Where "eprintln" appears in a line of the entries below, that line should be copied.

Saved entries
+ + + +
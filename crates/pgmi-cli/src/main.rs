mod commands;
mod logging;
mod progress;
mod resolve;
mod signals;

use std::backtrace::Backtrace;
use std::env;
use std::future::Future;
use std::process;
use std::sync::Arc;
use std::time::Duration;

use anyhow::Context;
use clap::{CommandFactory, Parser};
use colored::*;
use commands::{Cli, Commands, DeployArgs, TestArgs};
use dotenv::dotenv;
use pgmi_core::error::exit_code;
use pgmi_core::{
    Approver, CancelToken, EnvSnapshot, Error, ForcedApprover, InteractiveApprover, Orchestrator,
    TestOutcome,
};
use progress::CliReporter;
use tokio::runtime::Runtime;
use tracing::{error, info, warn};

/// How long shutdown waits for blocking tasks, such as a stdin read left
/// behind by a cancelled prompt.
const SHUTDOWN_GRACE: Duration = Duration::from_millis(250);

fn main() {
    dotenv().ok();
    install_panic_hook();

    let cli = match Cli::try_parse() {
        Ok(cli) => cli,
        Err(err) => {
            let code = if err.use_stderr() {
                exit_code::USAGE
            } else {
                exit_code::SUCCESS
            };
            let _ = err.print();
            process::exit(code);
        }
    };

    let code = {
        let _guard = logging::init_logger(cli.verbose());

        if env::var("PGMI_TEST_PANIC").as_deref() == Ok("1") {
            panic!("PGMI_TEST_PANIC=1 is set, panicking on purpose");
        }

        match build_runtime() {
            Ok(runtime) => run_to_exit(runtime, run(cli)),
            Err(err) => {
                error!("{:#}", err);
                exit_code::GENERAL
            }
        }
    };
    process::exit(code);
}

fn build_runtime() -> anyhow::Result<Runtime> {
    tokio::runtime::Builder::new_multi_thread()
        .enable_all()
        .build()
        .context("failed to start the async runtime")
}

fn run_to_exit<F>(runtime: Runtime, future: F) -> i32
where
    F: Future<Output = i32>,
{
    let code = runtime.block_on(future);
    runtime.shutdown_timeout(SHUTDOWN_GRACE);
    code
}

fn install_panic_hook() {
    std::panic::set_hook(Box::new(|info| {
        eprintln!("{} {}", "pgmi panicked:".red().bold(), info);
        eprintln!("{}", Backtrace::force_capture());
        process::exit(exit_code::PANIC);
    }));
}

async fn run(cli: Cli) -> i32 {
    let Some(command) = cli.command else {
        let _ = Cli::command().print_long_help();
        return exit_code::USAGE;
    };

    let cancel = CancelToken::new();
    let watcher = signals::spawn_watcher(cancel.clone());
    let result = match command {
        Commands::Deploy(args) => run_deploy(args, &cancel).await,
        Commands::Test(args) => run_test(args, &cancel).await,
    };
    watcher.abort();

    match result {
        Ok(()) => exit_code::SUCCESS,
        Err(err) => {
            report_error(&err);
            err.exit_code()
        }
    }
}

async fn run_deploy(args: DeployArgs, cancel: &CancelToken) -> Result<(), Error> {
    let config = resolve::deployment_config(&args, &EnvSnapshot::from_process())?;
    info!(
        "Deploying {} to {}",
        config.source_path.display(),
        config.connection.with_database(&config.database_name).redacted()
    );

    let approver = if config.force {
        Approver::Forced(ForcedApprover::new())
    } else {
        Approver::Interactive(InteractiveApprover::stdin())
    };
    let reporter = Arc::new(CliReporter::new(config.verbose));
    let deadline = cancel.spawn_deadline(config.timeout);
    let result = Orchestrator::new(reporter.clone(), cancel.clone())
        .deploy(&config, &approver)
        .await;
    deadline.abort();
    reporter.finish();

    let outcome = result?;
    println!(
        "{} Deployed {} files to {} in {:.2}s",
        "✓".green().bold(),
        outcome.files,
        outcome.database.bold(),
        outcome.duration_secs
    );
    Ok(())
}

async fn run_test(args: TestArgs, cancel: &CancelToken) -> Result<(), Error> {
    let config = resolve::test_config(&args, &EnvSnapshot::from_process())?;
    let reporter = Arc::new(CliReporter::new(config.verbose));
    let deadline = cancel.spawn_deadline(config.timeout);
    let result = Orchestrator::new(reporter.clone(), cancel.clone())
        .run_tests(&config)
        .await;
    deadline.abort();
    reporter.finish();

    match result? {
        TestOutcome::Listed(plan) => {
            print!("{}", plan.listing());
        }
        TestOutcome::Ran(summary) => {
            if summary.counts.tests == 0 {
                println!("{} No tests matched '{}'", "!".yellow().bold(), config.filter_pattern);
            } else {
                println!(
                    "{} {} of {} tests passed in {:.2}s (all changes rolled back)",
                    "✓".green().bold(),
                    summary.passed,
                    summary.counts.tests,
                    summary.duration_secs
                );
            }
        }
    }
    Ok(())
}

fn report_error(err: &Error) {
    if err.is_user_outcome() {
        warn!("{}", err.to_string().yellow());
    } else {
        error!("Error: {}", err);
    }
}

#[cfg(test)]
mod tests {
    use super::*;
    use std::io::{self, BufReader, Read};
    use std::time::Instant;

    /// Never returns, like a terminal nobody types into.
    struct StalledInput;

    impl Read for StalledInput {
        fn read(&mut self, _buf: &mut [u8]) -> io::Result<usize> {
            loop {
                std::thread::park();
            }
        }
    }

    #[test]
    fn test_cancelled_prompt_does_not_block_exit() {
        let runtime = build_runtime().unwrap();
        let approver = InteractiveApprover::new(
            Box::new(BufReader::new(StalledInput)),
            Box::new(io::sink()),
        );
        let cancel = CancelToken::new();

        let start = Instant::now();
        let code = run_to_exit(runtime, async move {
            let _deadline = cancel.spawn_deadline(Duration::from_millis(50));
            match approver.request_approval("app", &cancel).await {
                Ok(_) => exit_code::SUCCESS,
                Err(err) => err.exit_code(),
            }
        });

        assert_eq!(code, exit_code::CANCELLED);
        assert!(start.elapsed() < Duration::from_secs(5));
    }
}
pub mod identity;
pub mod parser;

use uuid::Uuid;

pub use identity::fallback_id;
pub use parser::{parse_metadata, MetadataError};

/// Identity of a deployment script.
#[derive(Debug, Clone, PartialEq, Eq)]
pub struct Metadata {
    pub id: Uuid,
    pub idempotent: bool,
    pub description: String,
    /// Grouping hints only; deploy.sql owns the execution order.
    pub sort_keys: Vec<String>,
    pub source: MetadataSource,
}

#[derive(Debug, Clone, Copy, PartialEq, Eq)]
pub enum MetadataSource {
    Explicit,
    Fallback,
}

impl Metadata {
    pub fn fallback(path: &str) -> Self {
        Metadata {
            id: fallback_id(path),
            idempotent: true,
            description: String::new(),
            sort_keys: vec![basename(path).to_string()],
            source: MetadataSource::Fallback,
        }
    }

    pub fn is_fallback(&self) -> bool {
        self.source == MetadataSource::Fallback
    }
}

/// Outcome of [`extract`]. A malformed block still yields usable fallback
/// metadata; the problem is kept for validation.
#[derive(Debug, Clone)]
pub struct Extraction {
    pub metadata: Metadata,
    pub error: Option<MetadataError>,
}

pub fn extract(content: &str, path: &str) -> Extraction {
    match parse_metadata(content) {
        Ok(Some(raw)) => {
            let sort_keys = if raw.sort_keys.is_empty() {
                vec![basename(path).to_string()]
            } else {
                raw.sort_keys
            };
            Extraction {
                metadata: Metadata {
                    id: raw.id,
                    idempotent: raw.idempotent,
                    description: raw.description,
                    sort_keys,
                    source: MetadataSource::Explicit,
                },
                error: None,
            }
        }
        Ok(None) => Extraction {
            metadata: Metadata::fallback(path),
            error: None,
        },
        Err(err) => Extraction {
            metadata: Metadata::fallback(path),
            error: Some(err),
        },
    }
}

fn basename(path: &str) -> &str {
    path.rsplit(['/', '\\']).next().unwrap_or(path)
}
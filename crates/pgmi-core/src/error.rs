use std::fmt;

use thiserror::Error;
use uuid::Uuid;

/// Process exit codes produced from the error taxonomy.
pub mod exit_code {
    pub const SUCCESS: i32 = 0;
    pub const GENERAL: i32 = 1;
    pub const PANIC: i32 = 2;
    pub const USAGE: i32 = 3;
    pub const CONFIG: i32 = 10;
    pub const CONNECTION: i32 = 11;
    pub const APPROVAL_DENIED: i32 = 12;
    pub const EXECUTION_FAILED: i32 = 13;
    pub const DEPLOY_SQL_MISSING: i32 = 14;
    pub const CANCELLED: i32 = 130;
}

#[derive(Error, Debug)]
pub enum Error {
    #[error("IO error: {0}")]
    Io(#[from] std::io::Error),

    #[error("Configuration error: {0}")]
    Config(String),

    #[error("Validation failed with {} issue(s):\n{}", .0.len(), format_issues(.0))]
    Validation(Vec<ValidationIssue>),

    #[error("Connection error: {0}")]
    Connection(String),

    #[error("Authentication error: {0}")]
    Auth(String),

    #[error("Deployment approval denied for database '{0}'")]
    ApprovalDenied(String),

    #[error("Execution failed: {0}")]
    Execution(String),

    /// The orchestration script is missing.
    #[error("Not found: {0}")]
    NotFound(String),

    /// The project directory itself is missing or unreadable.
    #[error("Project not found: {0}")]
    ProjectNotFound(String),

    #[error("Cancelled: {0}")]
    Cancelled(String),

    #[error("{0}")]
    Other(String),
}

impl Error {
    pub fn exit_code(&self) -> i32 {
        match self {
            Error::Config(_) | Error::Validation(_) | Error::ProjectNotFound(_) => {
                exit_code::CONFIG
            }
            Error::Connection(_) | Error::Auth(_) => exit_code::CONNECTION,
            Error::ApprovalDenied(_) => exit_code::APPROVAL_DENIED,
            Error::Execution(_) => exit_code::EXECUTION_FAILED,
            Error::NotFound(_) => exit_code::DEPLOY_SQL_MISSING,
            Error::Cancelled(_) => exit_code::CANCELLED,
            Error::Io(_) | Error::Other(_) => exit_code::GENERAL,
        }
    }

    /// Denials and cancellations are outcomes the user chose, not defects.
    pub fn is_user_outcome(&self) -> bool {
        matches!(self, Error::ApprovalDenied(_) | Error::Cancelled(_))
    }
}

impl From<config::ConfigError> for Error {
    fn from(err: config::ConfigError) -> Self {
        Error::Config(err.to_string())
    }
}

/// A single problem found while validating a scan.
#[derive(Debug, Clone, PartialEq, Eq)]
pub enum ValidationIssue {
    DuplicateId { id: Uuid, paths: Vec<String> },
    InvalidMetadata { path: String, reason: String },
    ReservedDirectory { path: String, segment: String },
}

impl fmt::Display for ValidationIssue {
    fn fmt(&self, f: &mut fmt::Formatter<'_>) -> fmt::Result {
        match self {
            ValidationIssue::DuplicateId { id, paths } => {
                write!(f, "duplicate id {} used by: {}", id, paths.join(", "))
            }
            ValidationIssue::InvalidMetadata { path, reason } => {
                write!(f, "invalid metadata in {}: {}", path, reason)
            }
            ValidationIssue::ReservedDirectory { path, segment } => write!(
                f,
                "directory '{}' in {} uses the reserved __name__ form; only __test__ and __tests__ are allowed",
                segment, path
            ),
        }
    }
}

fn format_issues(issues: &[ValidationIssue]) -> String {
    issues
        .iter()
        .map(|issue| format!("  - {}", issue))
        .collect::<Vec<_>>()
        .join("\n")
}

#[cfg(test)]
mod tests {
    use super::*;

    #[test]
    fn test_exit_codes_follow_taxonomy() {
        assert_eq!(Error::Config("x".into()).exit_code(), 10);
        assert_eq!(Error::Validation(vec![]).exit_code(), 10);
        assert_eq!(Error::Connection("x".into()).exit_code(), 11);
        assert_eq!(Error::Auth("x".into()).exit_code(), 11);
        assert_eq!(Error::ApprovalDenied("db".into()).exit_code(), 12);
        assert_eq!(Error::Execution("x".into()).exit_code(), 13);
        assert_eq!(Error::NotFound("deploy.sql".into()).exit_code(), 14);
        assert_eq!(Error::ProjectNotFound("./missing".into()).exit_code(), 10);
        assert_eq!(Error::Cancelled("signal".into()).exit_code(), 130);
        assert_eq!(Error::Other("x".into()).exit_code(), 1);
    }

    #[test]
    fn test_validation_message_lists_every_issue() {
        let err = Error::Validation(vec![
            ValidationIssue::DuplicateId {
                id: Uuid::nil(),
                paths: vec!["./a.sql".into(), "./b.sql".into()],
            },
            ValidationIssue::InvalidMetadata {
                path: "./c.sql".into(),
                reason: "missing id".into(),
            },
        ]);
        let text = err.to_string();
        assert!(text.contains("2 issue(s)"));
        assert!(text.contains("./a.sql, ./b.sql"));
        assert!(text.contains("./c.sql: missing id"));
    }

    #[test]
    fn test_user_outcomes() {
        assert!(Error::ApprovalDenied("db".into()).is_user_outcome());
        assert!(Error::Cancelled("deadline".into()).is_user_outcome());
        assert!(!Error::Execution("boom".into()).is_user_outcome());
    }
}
+ + + +
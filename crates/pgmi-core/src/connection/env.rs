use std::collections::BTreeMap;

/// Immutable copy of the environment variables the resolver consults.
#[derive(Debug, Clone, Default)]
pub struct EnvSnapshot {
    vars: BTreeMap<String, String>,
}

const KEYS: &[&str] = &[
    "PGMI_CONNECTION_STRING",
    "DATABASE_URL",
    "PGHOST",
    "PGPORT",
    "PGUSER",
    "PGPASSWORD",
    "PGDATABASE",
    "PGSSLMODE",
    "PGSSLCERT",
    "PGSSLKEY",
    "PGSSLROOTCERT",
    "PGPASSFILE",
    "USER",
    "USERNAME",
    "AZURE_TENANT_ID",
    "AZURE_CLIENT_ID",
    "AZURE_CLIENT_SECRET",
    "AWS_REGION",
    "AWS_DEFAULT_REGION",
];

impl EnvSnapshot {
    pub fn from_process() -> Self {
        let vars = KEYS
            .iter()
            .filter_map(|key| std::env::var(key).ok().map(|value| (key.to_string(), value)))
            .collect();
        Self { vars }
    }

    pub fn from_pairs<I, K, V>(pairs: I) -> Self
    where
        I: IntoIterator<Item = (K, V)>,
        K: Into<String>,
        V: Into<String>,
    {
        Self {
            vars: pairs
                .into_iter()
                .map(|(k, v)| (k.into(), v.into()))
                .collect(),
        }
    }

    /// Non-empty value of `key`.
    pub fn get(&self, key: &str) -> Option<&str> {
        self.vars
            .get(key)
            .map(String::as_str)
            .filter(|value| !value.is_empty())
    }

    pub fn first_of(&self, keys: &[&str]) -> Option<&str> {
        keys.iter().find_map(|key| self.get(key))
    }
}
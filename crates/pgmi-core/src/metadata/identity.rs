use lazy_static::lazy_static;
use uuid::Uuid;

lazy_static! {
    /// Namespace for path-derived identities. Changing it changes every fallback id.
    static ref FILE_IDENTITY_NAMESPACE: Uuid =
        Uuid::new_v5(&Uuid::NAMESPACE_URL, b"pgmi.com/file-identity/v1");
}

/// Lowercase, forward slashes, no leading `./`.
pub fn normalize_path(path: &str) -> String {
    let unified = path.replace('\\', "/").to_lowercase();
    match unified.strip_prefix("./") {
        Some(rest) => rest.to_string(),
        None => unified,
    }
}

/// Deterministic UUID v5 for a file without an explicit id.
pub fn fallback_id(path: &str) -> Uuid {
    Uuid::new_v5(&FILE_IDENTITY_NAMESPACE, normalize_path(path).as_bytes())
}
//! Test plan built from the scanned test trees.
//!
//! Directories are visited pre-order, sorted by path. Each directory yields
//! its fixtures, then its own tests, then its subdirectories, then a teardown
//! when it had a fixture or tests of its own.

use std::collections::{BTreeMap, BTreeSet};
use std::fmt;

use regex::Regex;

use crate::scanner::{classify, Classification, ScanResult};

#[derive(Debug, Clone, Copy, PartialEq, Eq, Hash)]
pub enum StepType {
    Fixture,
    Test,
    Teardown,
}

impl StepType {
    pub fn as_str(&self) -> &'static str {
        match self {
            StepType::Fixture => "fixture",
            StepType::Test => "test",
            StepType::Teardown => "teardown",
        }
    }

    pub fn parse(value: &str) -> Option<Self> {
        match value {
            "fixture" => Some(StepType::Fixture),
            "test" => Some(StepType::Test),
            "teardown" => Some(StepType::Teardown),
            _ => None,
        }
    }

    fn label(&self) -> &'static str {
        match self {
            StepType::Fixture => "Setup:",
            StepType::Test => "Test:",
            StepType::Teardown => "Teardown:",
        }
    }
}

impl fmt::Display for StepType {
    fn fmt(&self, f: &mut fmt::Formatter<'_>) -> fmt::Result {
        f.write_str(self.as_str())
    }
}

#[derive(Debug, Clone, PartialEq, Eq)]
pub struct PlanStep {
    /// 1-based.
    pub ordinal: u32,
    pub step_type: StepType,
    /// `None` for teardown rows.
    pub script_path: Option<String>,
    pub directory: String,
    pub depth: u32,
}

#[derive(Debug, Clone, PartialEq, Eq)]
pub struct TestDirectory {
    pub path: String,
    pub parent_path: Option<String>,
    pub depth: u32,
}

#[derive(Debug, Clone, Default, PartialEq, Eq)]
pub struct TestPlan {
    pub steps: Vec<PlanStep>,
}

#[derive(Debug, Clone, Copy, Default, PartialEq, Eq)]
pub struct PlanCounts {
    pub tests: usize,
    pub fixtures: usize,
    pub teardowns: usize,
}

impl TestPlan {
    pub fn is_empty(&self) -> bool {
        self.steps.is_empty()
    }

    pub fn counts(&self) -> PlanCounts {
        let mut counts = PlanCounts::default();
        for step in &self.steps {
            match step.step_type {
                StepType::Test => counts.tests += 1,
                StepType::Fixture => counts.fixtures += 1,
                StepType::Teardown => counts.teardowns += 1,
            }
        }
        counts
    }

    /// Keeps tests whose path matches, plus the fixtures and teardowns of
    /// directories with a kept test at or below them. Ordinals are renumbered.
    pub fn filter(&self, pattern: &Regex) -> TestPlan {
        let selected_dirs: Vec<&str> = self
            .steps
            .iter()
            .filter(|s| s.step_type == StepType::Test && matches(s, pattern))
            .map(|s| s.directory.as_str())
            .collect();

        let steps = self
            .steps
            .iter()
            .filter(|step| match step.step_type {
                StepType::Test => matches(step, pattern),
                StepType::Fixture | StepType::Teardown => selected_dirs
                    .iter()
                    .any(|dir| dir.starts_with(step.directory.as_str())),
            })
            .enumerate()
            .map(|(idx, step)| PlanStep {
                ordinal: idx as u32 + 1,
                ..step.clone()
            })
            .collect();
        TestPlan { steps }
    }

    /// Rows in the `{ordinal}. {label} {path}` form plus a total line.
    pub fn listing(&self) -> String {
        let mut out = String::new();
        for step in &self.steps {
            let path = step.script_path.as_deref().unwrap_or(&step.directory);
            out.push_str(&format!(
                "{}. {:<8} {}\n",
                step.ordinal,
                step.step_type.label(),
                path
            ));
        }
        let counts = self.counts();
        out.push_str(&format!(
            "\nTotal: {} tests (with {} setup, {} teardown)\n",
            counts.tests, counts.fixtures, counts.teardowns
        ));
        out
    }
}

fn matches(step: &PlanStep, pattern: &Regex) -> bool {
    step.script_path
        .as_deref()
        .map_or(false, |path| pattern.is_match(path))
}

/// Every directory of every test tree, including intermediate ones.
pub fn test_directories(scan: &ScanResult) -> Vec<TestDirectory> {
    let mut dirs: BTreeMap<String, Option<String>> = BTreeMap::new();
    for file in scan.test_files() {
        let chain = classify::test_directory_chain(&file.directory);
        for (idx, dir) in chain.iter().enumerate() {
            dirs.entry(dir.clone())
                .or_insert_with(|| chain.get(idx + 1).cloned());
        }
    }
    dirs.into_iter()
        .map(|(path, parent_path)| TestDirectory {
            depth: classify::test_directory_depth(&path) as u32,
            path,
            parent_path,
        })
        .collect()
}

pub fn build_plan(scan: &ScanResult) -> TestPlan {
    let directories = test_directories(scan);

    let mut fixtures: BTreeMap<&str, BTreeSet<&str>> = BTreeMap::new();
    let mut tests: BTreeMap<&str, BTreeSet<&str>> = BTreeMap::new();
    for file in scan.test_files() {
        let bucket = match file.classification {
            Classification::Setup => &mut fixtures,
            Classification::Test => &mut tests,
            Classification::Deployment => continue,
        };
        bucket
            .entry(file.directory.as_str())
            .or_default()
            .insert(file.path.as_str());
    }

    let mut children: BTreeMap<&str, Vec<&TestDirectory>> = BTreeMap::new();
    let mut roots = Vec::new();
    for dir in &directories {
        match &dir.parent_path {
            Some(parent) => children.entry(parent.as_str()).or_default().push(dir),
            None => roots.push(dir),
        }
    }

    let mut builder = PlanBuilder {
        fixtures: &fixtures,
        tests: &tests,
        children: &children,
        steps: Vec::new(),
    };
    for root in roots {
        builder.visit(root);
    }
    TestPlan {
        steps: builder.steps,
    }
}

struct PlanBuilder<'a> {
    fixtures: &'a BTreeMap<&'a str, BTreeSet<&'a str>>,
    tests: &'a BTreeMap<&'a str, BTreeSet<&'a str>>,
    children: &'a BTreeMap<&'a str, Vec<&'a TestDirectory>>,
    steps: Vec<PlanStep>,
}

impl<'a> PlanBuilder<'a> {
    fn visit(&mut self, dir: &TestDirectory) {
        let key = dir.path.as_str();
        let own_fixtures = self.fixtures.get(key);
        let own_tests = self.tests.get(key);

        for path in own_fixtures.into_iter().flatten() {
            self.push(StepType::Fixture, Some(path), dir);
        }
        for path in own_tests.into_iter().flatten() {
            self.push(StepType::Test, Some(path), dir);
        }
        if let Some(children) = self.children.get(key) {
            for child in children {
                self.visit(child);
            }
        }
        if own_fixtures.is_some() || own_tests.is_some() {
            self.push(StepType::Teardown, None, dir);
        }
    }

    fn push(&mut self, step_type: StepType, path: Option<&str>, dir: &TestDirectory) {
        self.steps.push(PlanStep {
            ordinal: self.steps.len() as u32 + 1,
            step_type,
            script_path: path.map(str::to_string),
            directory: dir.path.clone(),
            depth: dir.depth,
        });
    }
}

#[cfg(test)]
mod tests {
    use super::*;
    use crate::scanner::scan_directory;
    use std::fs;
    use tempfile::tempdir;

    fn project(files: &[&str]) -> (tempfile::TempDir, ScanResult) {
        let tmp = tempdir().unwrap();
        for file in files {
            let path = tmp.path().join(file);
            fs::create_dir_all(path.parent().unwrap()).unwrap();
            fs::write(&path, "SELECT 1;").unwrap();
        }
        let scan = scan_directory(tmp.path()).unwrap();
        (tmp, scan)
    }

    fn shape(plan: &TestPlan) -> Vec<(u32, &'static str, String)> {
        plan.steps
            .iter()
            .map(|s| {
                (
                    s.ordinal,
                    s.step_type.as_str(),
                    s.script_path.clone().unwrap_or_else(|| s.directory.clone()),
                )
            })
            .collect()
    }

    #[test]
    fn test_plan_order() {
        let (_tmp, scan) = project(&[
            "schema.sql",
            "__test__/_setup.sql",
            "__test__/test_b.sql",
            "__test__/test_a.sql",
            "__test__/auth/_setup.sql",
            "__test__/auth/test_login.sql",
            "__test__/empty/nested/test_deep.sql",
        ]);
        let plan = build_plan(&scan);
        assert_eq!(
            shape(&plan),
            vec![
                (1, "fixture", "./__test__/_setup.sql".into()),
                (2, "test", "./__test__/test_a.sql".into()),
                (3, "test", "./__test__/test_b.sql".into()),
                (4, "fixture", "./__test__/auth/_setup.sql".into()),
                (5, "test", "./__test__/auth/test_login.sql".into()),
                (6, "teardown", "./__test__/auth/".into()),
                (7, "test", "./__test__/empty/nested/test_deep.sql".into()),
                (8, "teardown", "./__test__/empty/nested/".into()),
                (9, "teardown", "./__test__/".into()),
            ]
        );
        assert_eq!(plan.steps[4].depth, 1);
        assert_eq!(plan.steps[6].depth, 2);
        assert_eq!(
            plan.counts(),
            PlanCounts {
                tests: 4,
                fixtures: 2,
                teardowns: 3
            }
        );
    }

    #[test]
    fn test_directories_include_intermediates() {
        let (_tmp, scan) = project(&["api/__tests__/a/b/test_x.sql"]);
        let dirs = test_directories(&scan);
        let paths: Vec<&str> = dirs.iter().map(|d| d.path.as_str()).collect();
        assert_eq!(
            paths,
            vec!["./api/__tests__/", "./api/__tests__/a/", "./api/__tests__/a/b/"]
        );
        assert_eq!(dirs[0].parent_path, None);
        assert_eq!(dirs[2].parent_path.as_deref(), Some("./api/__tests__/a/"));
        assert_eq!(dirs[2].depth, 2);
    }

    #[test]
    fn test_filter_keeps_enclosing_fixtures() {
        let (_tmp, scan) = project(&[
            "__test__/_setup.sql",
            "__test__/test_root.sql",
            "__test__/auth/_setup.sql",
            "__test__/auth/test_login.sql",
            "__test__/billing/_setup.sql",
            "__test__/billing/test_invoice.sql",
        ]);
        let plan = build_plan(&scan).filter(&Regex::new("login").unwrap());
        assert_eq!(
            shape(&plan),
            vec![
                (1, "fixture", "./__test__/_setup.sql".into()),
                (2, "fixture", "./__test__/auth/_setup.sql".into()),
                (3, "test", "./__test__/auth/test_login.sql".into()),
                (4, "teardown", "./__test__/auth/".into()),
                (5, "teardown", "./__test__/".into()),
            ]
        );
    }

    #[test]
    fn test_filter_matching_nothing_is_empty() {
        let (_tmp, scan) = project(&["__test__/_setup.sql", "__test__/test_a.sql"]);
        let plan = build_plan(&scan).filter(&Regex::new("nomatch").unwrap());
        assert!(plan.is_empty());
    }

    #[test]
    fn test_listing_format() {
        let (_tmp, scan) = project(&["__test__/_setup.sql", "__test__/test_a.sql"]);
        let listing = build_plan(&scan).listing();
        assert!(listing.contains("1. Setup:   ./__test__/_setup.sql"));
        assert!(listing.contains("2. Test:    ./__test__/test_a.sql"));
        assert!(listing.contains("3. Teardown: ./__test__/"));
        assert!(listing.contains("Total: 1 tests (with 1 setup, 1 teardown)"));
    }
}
+ + + +
REPLY:
        eprintln!("{} {}", "pgmi panicked:".red().bold(), info);
        eprintln!("{}", Backtrace::force_capture());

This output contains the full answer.